DiGiorno Pizza, rising crust, triple meat - $5.47, $4.98, $4.98
Here's an item which was more expensive at the Folsom store. The other seven items with a price variance had lower prices at the Rancho Cordova and South Sacramento stores.
Coffee, Maxwell House 29.3oz tub - $7.98, $7.98, $7.98
The same price across all three stores. This is equivalent to $3.26 for a 12 ounce bag.
Beer, Budweiser 36 cans - $18.87, $19.97, $19.97
The Budweiser in Folsom was $1.10 less than in Rancho Cordova and South Sacramento. I should also mention that the beer in South Sacramento was on the shelf, not in a refrigerated case.
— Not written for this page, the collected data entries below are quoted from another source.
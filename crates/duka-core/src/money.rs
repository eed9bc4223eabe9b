//! # Money Module
//!
//! Provides the `Money` type for handling monetary values safely.
//!
//! ## Why Integer Money?
//! ```text
//! ┌─────────────────────────────────────────────────────────────────────────┐
//! │  THE FLOATING POINT PROBLEM                                             │
//! │                                                                         │
//! │    0.1 + 0.2 = 0.30000000000000004                                      │
//! │                                                                         │
//! │  The ledger compares payment sums against totals with a 0.01           │
//! │  tolerance and settles debts below 1.00. With floats those checks      │
//! │  drift; with integer cents they are exact:                             │
//! │    |paid - total| <= 1 cent        (payment reconciliation)            │
//! │    balance < 100 cents             (credit settled)                    │
//! └─────────────────────────────────────────────────────────────────────────┘
//! ```
//!
//! ## Usage
//! ```rust
//! use duka_core::money::Money;
//!
//! let price = Money::from_cents(25_000); // KES 250.00
//! let line = price.multiply_quantity(4);  // KES 1,000.00
//! assert_eq!(line.cents(), 100_000);
//! ```

use serde::{Deserialize, Serialize};
use std::fmt;
use std::iter::Sum;
use std::ops::{Add, AddAssign, Mul, Neg, Sub, SubAssign};
use ts_rs::TS;

// =============================================================================
// Money Type
// =============================================================================

/// A monetary value in the smallest currency unit (cents).
///
/// ## Design Decisions
/// - **i64 (signed)**: differences and shortfalls can be negative
/// - **Single field tuple struct**: zero-cost over i64
/// - Persisted as `*_cents INTEGER` columns
#[derive(
    Debug, Clone, Copy, PartialEq, Eq, PartialOrd, Ord, Hash, Default, Serialize, Deserialize, TS,
)]
#[ts(export)]
pub struct Money(i64);

impl Money {
    /// Creates a Money value from cents.
    ///
    /// ```rust
    /// use duka_core::money::Money;
    ///
    /// let price = Money::from_cents(1099);
    /// assert_eq!(price.cents(), 1099);
    /// ```
    #[inline]
    pub const fn from_cents(cents: i64) -> Self {
        Money(cents)
    }

    /// Creates a Money value from whole shillings.
    ///
    /// ```rust
    /// use duka_core::money::Money;
    ///
    /// assert_eq!(Money::from_major(700).cents(), 70_000);
    /// ```
    #[inline]
    pub const fn from_major(major: i64) -> Self {
        Money(major * 100)
    }

    /// Returns the value in cents.
    #[inline]
    pub const fn cents(&self) -> i64 {
        self.0
    }

    /// Returns the whole-shilling portion.
    #[inline]
    pub const fn major(&self) -> i64 {
        self.0 / 100
    }

    /// Returns the cents portion (always 0-99).
    #[inline]
    pub const fn cents_part(&self) -> i64 {
        (self.0 % 100).abs()
    }

    /// Returns zero money value.
    #[inline]
    pub const fn zero() -> Self {
        Money(0)
    }

    /// Checks if the value is zero.
    #[inline]
    pub const fn is_zero(&self) -> bool {
        self.0 == 0
    }

    /// Checks if the value is greater than zero.
    #[inline]
    pub const fn is_positive(&self) -> bool {
        self.0 > 0
    }

    /// Checks if the value is less than zero.
    #[inline]
    pub const fn is_negative(&self) -> bool {
        self.0 < 0
    }

    /// Returns the absolute value.
    #[inline]
    pub const fn abs(&self) -> Self {
        Money(self.0.abs())
    }

    /// Multiplies a unit price by a quantity.
    ///
    /// ```rust
    /// use duka_core::money::Money;
    ///
    /// let unit_price = Money::from_cents(299);
    /// assert_eq!(unit_price.multiply_quantity(3).cents(), 897);
    /// ```
    #[inline]
    pub const fn multiply_quantity(&self, qty: i64) -> Self {
        Money(self.0 * qty)
    }

    /// Multiplies by a quantity, `None` on overflow.
    ///
    /// ```rust
    /// use duka_core::money::Money;
    ///
    /// assert_eq!(Money::from_cents(299).checked_multiply_quantity(3), Some(Money::from_cents(897)));
    /// assert_eq!(Money::from_cents(i64::MAX).checked_multiply_quantity(2), None);
    /// ```
    #[inline]
    pub const fn checked_multiply_quantity(&self, qty: i64) -> Option<Self> {
        match self.0.checked_mul(qty) {
            Some(cents) => Some(Money(cents)),
            None => None,
        }
    }

    /// Adds, `None` on overflow.
    #[inline]
    pub const fn checked_add(&self, other: Money) -> Option<Self> {
        match self.0.checked_add(other.0) {
            Some(cents) => Some(Money(cents)),
            None => None,
        }
    }

    /// Subtracts, `None` on overflow.
    #[inline]
    pub const fn checked_sub(&self, other: Money) -> Option<Self> {
        match self.0.checked_sub(other.0) {
            Some(cents) => Some(Money(cents)),
            None => None,
        }
    }

    /// Sums amounts, `None` if any partial sum overflows.
    ///
    /// ```rust
    /// use duka_core::money::Money;
    ///
    /// let parts = [Money::from_major(600), Money::from_major(400)];
    /// assert_eq!(Money::checked_sum(parts), Some(Money::from_major(1000)));
    /// assert_eq!(Money::checked_sum([Money::from_cents(i64::MAX), Money::from_cents(1)]), None);
    /// ```
    pub fn checked_sum(amounts: impl IntoIterator<Item = Money>) -> Option<Self> {
        amounts
            .into_iter()
            .try_fold(Money::zero(), |acc, amount| acc.checked_add(amount))
    }

    /// True when `self` and `other` differ by at most `tolerance`.
    ///
    /// ```rust
    /// use duka_core::money::Money;
    ///
    /// let total = Money::from_cents(100_000);
    /// assert!(total.within(Money::from_cents(99_999), Money::from_cents(1)));
    /// assert!(!total.within(Money::from_cents(99_998), Money::from_cents(1)));
    /// ```
    #[inline]
    pub const fn within(&self, other: Money, tolerance: Money) -> bool {
        match self.0.checked_sub(other.0) {
            Some(diff) => diff.unsigned_abs() <= tolerance.0.unsigned_abs(),
            None => false,
        }
    }
}

// =============================================================================
// Trait Implementations
// =============================================================================

/// Shows money as `KES 1,234.50` for error messages and logs.
impl fmt::Display for Money {
    fn fmt(&self, f: &mut fmt::Formatter<'_>) -> fmt::Result {
        let sign = if self.0 < 0 { "-" } else { "" };
        let major = self.major().abs().to_string();

        let mut grouped = String::with_capacity(major.len() + major.len() / 3);
        for (i, ch) in major.chars().enumerate() {
            if i > 0 && (major.len() - i) % 3 == 0 {
                grouped.push(',');
            }
            grouped.push(ch);
        }

        write!(f, "{}KES {}.{:02}", sign, grouped, self.cents_part())
    }
}

impl Add for Money {
    type Output = Self;

    #[inline]
    fn add(self, other: Self) -> Self {
        Money(self.0 + other.0)
    }
}

impl AddAssign for Money {
    #[inline]
    fn add_assign(&mut self, other: Self) {
        self.0 += other.0;
    }
}

impl Sub for Money {
    type Output = Self;

    #[inline]
    fn sub(self, other: Self) -> Self {
        Money(self.0 - other.0)
    }
}

impl SubAssign for Money {
    #[inline]
    fn sub_assign(&mut self, other: Self) {
        self.0 -= other.0;
    }
}

impl Neg for Money {
    type Output = Self;

    #[inline]
    fn neg(self) -> Self {
        Money(-self.0)
    }
}

impl Mul<i64> for Money {
    type Output = Self;

    #[inline]
    fn mul(self, qty: i64) -> Self {
        Money(self.0 * qty)
    }
}

impl Sum for Money {
    fn sum<I: Iterator<Item = Money>>(iter: I) -> Self {
        iter.fold(Money::zero(), Add::add)
    }
}

impl<'a> Sum<&'a Money> for Money {
    fn sum<I: Iterator<Item = &'a Money>>(iter: I) -> Self {
        iter.copied().sum()
    }
}

// =============================================================================
// Unit Tests
// =============================================================================

#[cfg(test)]
mod tests {
    use super::*;

    #[test]
    fn test_from_cents() {
        let money = Money::from_cents(1099);
        assert_eq!(money.cents(), 1099);
        assert_eq!(money.major(), 10);
        assert_eq!(money.cents_part(), 99);
    }

    #[test]
    fn test_display() {
        assert_eq!(Money::from_cents(1099).to_string(), "KES 10.99");
        assert_eq!(Money::from_cents(0).to_string(), "KES 0.00");
        assert_eq!(Money::from_cents(-550).to_string(), "-KES 5.50");
        assert_eq!(Money::from_cents(123_456_789).to_string(), "KES 1,234,567.89");
        assert_eq!(Money::from_major(1000).to_string(), "KES 1,000.00");
    }

    #[test]
    fn test_arithmetic() {
        let a = Money::from_cents(1000);
        let b = Money::from_cents(500);

        assert_eq!((a + b).cents(), 1500);
        assert_eq!((a - b).cents(), 500);
        assert_eq!((a * 3).cents(), 3000);
        assert_eq!((-a).cents(), -1000);
    }

    #[test]
    fn test_sum() {
        let parts = [Money::from_major(600), Money::from_major(400)];
        let total: Money = parts.iter().sum();
        assert_eq!(total, Money::from_major(1000));
    }

    #[test]
    fn test_within_tolerance() {
        let total = Money::from_major(1000);
        assert!(total.within(Money::from_cents(100_001), Money::from_cents(1)));
        assert!(!total.within(Money::from_cents(100_002), Money::from_cents(1)));
    }

    #[test]
    fn test_checked_arithmetic_reports_overflow() {
        let huge = Money::from_cents(i64::MAX);
        assert_eq!(huge.checked_add(Money::from_cents(1)), None);
        assert_eq!(Money::from_cents(i64::MIN).checked_sub(Money::from_cents(1)), None);
        assert_eq!(Money::from_cents(i64::MAX / 2 + 1).checked_multiply_quantity(2), None);
        assert_eq!(Money::checked_sum([huge, huge, Money::from_cents(25_002)]), None);

        assert_eq!(
            Money::from_major(250).checked_multiply_quantity(4),
            Some(Money::from_major(1000))
        );
        assert_eq!(Money::checked_sum(std::iter::empty()), Some(Money::zero()));
    }

    #[test]
    fn test_zero_and_checks() {
        assert!(Money::zero().is_zero());
        assert!(Money::from_cents(1).is_positive());
        assert!(Money::from_cents(-1).is_negative());
        assert_eq!(Money::from_cents(-7).abs().cents(), 7);
    }
}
Ham, Oscar Mayer sliced Family Size 1 lb. - $4.98, $4.98, $4.98
The same price across all three stores
Of seventeen choices, nine grocery items had a different price depending on the store. The price difference favored the Folsom store, an affluent suburb, over the Rancho Cordova and South Sacramento stores, non-affluent sections of Sacramento county.
That is, the stores in poor neighborhoods had higher prices, not the other way around. Perhaps the customers in more affluent neighborhoods had better access to alternative grocers, or perhaps the poor neighborhoods were more expensive to operate a store, necessitating premium prices.
I may not be able to guess the reason for price variances based on this comparison and my stab at demographics, but I'm happy to know about it. I feel like I figured out a secret.